For show-and-tell that Friday, Nola told her third-grade class about the marbles and the record that was going to be in a book. She brought a small plastic bag of marbles to school (with Todd’s permission) and was about to demonstrate her record-setting form when the teacher almost tackled Nola to stop her. She lectured the class about the dangers of putting “foreign objects” in your mouth. Bobby, in the front, asked if a toothbrush was a “foreign object”; Danny answered that a “foreign object” was something that wasn’t “made in America.” The teacher told Nola to stay in from recess. Once the rest of the class had gone, the teacher repeated, with greater urgency, the dangers of putting things in her mouth, wondering out loud, “what is wrong with your parents?” She also told Nola that she shouldn’t make up stories, like the “nonsense” about a record. Nola insisted she didn’t make it up, that the story was true. Nola knew her father wouldn’t lie to her. He told her to always tell the truth, even when you make stuff up. That always made her laugh. Nola was angry at her teacher for accusing Nola’s dad of making stuff up and lying. The teacher told her she could think about it while the rest of the class was at recess.
That night, Nola was awakened by her parents arguing in the kitchen. It wasn’t unusual for her parents to argue. This sounded different, louder, angrier, meaner. She heard her mother say that the school had called about Nola and the marbles. Her mother said it was all her dad’s fault because he let Nola get away with everything. Her dad accused her mother of babying Todd and turning him into a “pathetic mama’s boy.” Her mother said that the school thought she was a bad mother and that it was all his fault. Nola worried that it was all her fault.
After that, it seemed to Nola that her parents argued all the time, except when they weren’t talking at all. Sometimes her dad shut himself in the basement when he got home from work. If Nola tried to talk to him while he was down there, he stared blankly at the television and didn’t say anything. Their mother told Nola and her brother not to bother him, that he was “in one of his moods.”
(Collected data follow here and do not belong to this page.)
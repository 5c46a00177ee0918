//! The public `MessageBus` facade: wires the topic registry, subscription
//! state machine, cursor codec, and engine into `publish`/`subscribe`/
//! `get_cursor`/worker-count accessors.

use crate::config::BusConfig;
use crate::counters::{names, AtomicCounterSink, CounterSink};
use crate::cursor::{self, CursorDecodeError};
use crate::delivery::DeliveryCallbackBoxed;
use crate::engine::Engine;
use crate::message::Message;
use crate::subscription::Subscription;
use crate::topic::{Topic, TopicRegistry};
use crate::trace::{TraceSink, TracingSink};
use std::collections::HashMap;
use std::sync::atomic::{AtomicBool, Ordering};
use std::sync::{Arc, Mutex};

/// Implemented by anything that can subscribe to the bus.
///
/// `event_keys` is read once at subscribe time to decide which topics to
/// attach cursors to. `on_event_added`/`on_event_removed` are hooks the bus
/// calls back into after [`UnsubscribeHandle::add_event_key`] /
/// [`UnsubscribeHandle::remove_event_key`] update the subscription's cursor
/// set — the core only needs to *signal* the interest change; reacting to
/// it is the subscriber's business, so both default to a no-op.
pub trait Subscriber: Send + Sync {
    fn identity(&self) -> &str;
    fn event_keys(&self) -> Vec<String>;
    fn on_event_added(&self, _key: &str) {}
    fn on_event_removed(&self, _key: &str) {}
}

/// The in-process message bus core.
pub struct MessageBus {
    registry: Arc<TopicRegistry>,
    engine: Arc<Engine>,
    counters: Arc<dyn CounterSink>,
    #[allow(dead_code)]
    trace: Arc<dyn TraceSink>,
    default_max_messages: usize,
}

impl MessageBus {
    #[must_use]
    pub fn new(config: BusConfig) -> Self {
        let trace: Arc<dyn TraceSink> = Arc::new(TracingSink);
        let counters: Arc<dyn CounterSink> = Arc::new(AtomicCounterSink::default());
        let registry = Arc::new(TopicRegistry::new(config.store_config));
        let engine = Engine::new(
            config.engine,
            Arc::clone(&registry),
            Arc::clone(&counters),
            Arc::clone(&trace),
        );

        Self {
            registry,
            engine,
            counters,
            trace,
            default_max_messages: config.default_max_messages,
        }
    }

    /// Appends `message` to its topic's store, then schedules every current
    /// subscriber of that topic. Always completes; the bus never surfaces a
    /// publish failure to the caller.
    pub async fn publish(&self, message: Message) {
        let topic = self.registry.get_or_add(&message.key);
        topic.store().add(message);
        self.counters
            .get_counter(names::MESSAGES_PUBLISHED_TOTAL)
            .safe_increment();

        for subscription in topic.snapshot_subscribers().await {
            self.engine.schedule(subscription);
        }
    }

    /// Registers a new subscription.
    ///
    /// `cursor` is an opaque string from a prior [`UnsubscribeHandle`]'s
    /// last-seen `next_cursor`, or `None` to start fresh (id 0 for every
    /// topic in `subscriber.event_keys()`). Fails only if `cursor` doesn't
    /// decode — lazy topic creation itself never fails.
    pub async fn subscribe(
        &self,
        subscriber: Arc<dyn Subscriber>,
        cursor: Option<&str>,
        callback: Arc<dyn DeliveryCallbackBoxed>,
        max_messages: usize,
    ) -> Result<UnsubscribeHandle, CursorDecodeError> {
        let mut positions: HashMap<String, u64> = match cursor {
            Some(s) => cursor::decode(s)?
                .into_iter()
                .map(|c| (c.key, c.id))
                .collect(),
            None => HashMap::new(),
        };

        let subscription = Arc::new(Subscription::new(
            subscriber.identity().to_string(),
            callback,
            max_messages,
        ));

        let mut attached = HashMap::new();
        for key in subscriber.event_keys() {
            let topic = self.registry.get_or_add(&key);
            let id = positions.remove(&key).unwrap_or(0);
            subscription.add_or_update_cursor(key.clone(), id, Some(Arc::clone(&topic)));
            topic.add_subscriber(Arc::clone(&subscription)).await;
            attached.insert(key, topic);
        }

        self.counters.get_counter(names::SUBSCRIBERS_TOTAL).safe_increment();
        self.counters.get_counter(names::SUBSCRIBERS_CURRENT).safe_increment();

        self.engine.schedule(Arc::clone(&subscription));

        Ok(UnsubscribeHandle::new(
            subscription,
            subscriber,
            attached,
            Arc::clone(&self.registry),
            Arc::clone(&self.counters),
        ))
    }

    /// The next-id for `key` as a decimal string — anchors a fresh
    /// subscription's starting point without reading any messages.
    #[must_use]
    pub fn get_cursor(&self, key: &str) -> String {
        self.registry.cursor_value(key).to_string()
    }

    #[must_use]
    pub fn allocated_workers(&self) -> usize {
        self.engine.allocated_workers()
    }

    #[must_use]
    pub fn busy_workers(&self) -> usize {
        self.engine.busy_workers()
    }

    #[must_use]
    pub fn default_max_messages(&self) -> usize {
        self.default_max_messages
    }
}

/// An owning guard returned by [`MessageBus::subscribe`].
///
/// Dropping it (or calling [`UnsubscribeHandle::unsubscribe`] explicitly)
/// disposes the subscription and removes it from every topic it was
/// attached to. The topic registry is the sole strong owner of topics;
/// subscriptions are strongly owned by whoever holds this handle, and
/// topics hold them non-owningly through their subscriber list — this
/// teardown is what breaks the cycle before the subscription is dropped.
pub struct UnsubscribeHandle {
    subscription: Arc<Subscription>,
    subscriber: Arc<dyn Subscriber>,
    topics: Mutex<HashMap<String, Arc<Topic>>>,
    registry: Arc<TopicRegistry>,
    counters: Arc<dyn CounterSink>,
    disposed: AtomicBool,
}

impl UnsubscribeHandle {
    fn new(
        subscription: Arc<Subscription>,
        subscriber: Arc<dyn Subscriber>,
        topics: HashMap<String, Arc<Topic>>,
        registry: Arc<TopicRegistry>,
        counters: Arc<dyn CounterSink>,
    ) -> Self {
        Self {
            subscription,
            subscriber,
            topics: Mutex::new(topics),
            registry,
            counters,
            disposed: AtomicBool::new(false),
        }
    }

    #[must_use]
    pub fn identity(&self) -> &str {
        self.subscription.identity()
    }

    /// Adds a cursor at id 0 for `key` (creating its topic if needed),
    /// attaches the subscription to that topic, and notifies the subscriber
    /// via [`Subscriber::on_event_added`].
    pub async fn add_event_key(&self, key: &str) {
        let topic = self.registry.get_or_add(key);
        if self
            .subscription
            .add_or_update_cursor(key.to_string(), 0, Some(Arc::clone(&topic)))
        {
            topic.add_subscriber(Arc::clone(&self.subscription)).await;
            self.topics.lock().unwrap().insert(key.to_string(), topic);
        }
        self.subscriber.on_event_added(key);
    }

    /// Drops the cursor for `key` and detaches the subscription from that
    /// topic, notifying the subscriber via [`Subscriber::on_event_removed`].
    pub async fn remove_event_key(&self, key: &str) {
        self.subscription.remove_cursor(key);
        if let Some(topic) = self.topics.lock().unwrap().remove(key) {
            topic.remove_subscriber(self.subscription.identity()).await;
        }
        self.subscriber.on_event_removed(key);
    }

    /// Disposes the subscription immediately (no further callbacks fire
    /// after this returns) and removes it from every attached topic. Safe
    /// to call more than once; only the first call has effect.
    pub fn unsubscribe(&self) {
        if self.disposed.swap(true, Ordering::AcqRel) {
            return;
        }
        self.subscription.dispose();
        self.counters.get_counter(names::SUBSCRIBERS_CURRENT).safe_decrement();

        let subscription = Arc::clone(&self.subscription);
        let topics: Vec<Arc<Topic>> = self.topics.lock().unwrap().drain().map(|(_, t)| t).collect();

        if let Ok(handle) = tokio::runtime::Handle::try_current() {
            handle.spawn(async move {
                for topic in topics {
                    topic.remove_subscriber(subscription.identity()).await;
                }
            });
        }
        // With no runtime reachable (e.g. the handle is dropped during
        // process shutdown outside tokio), the subscription stays disposed
        // and simply lingers in its topics' lists: the pump observes
        // `disposed` at its next invocation and exits without re-enqueuing.
    }
}

impl Drop for UnsubscribeHandle {
    fn drop(&mut self) {
        self.unsubscribe();
    }
}

#[cfg(test)]
mod tests {
    use super::*;
    use crate::delivery::{CallbackError, DeliveryCallback, MessageResult};
    use std::sync::Mutex as StdMutex;

    struct FixedSubscriber {
        identity: String,
        keys: Vec<String>,
    }

    impl Subscriber for FixedSubscriber {
        fn identity(&self) -> &str {
            &self.identity
        }

        fn event_keys(&self) -> Vec<String> {
            self.keys.clone()
        }
    }

    struct CollectingCallback {
        results: StdMutex<Vec<MessageResult>>,
    }

    impl CollectingCallback {
        fn new() -> Self {
            Self {
                results: StdMutex::new(Vec::new()),
            }
        }
    }

    impl DeliveryCallback for CollectingCallback {
        async fn deliver(&self, result: MessageResult) -> Result<bool, CallbackError> {
            self.results.lock().unwrap().push(result);
            Ok(true)
        }
    }

    fn small_bus() -> MessageBus {
        let mut config = BusConfig::default();
        config.store_config = msgbus_ring::StoreConfig::with_capacity(16);
        MessageBus::new(config)
    }

    #[tokio::test]
    async fn get_cursor_is_decimal_next_id() {
        let bus = small_bus();
        bus.publish(Message::new("t", "a")).await;
        bus.publish(Message::new("t", "b")).await;
        assert_eq!(bus.get_cursor("t"), "2");
        assert_eq!(bus.get_cursor("unknown"), "0");
    }

    #[tokio::test]
    async fn unsubscribe_stops_further_delivery() {
        let bus = small_bus();
        let subscriber = Arc::new(FixedSubscriber {
            identity: "sub-3".to_string(),
            keys: vec!["t".to_string()],
        });
        let callback = Arc::new(CollectingCallback::new());
        let handle = bus
            .subscribe(subscriber, None, callback.clone(), 100)
            .await
            .unwrap();

        handle.unsubscribe();
        bus.publish(Message::new("t", "a")).await;
        tokio::time::sleep(std::time::Duration::from_millis(50)).await;

        assert_eq!(callback.results.lock().unwrap().len(), 0);
    }
}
For her ninth birthday, Nola’s dad gave her a diary. She was afraid to write anything in it, not even her name, until she knew exactly what she wanted to say. She didn’t want to make a mistake and ruin the book.
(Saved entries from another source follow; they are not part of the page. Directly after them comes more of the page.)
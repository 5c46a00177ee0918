use bytes::Bytes;

/// An opaque payload keyed by a topic name.
///
/// The bus never interprets `payload` — it's stored and replayed as-is.
#[derive(Debug, Clone, PartialEq, Eq)]
pub struct Message {
    pub key: Box<str>,
    pub payload: Bytes,
}

impl Message {
    pub fn new(key: impl Into<Box<str>>, payload: impl Into<Bytes>) -> Self {
        Self {
            key: key.into(),
            payload: payload.into(),
        }
    }
}
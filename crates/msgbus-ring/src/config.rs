/// Configuration for a [`crate::RetainedRing`].
#[derive(Debug, Clone, Copy)]
pub struct StoreConfig {
    /// Fixed slot count. Not required to be a power of two — the store indexes
    /// by `id % capacity` rather than a bitmask, since the message-bus default
    /// (5000) is not one.
    pub capacity: usize,
    /// Enable message-count metrics (negligible overhead; on by default).
    pub enable_metrics: bool,
}

/// Default per-topic message store capacity, per the bus specification.
pub const DEFAULT_CAPACITY: usize = 5000;

impl StoreConfig {
    /// Creates a new configuration with a custom capacity.
    ///
    /// # Panics
    ///
    /// Panics if `capacity` is zero.
    #[must_use]
    pub const fn new(capacity: usize, enable_metrics: bool) -> Self {
        assert!(capacity > 0, "capacity must be non-zero");
        Self {
            capacity,
            enable_metrics,
        }
    }

    /// Creates a configuration with the given capacity and default metrics
    /// setting (enabled).
    #[must_use]
    pub const fn with_capacity(capacity: usize) -> Self {
        Self::new(capacity, true)
    }
}

impl Default for StoreConfig {
    fn default() -> Self {
        Self::with_capacity(DEFAULT_CAPACITY)
    }
}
After her birthday, Nola thought her parents might be done fighting. That would’ve been the best birthday present. Things were still tense but the yelling stopped. Then, one day, Nola’s mother told her that her dad had to go away. She didn’t say “for a while.” She wouldn’t answer Nola’s questions, only repeating that it was “for the best.” Nola couldn’t find a question her mother would answer, couldn’t find words to say how she felt, all she could do was cry. She wondered if she had done something wrong. She thought maybe her dad needed someplace bigger than the basement, someplace where she couldn’t disturb him.
That summer, after school let out, they moved to a small town just beyond the fringes of the outskirts of the newest suburbs. Nola wondered if her dad would be able to find them. She started to think he might not come back.
It wasn’t until the following summer that Nola worked up the courage to make the first marks in her diary. She didn’t know exactly what she wanted to write but she knew she needed to write something, anything.
Nola wrote about adventures she imagined her dad was having. Writing the stories was Nola’s way of being with her dad. She knew the stories were made up but she tried to make them feel true.
When Nola’s new teacher asked everyone to tell the class something they’d done over summer vacation, Nola said she wrote stories. There wasn’t much else for her to report. A boy muttered, “that’s dumb.” The teacher asked if she could see Nola’s stories. After looking at them, the teacher arranged for Nola to meet with the school psychologist.
After Nola’s meeting with the psychologist, her mother sat her down at the kitchen table to talk after school. Her mother spoke slowly, carefully; Nola wondered if her mother was talking to herself. She said the psychologist had called her, that he told her Nola’s stories were “a cry for help.” Her mother began to cry, trembling; she asked Nola, “what did you say to make them think I’m a bad mother?”
Nola felt a small movement inside her and realized she was angry at her mother. The anger felt like it was far away. She wondered if she blamed her mother for making her dad go away. She had plenty of questions but they were questions for her dad. She didn’t think her mother could answer them.
“The stories aren’t about you,” Nola insisted. “You aren’t in them. I’m not in them. They’re stories about dad, make believe. They’re all I have. You can see them if you want, I don’t care.”
Her mother stared at her, a distant, disconnected expression Nola didn’t understand. She didn’t want to see Nola’s stories. She said she’d heard enough from the psychologist.
Nola met with the psychologist several times over the course of the school year. He asked the same questions every time. Nola gave the same answers. The psychologist always told her they were “making real progress.” Nola couldn’t understand why he would say that.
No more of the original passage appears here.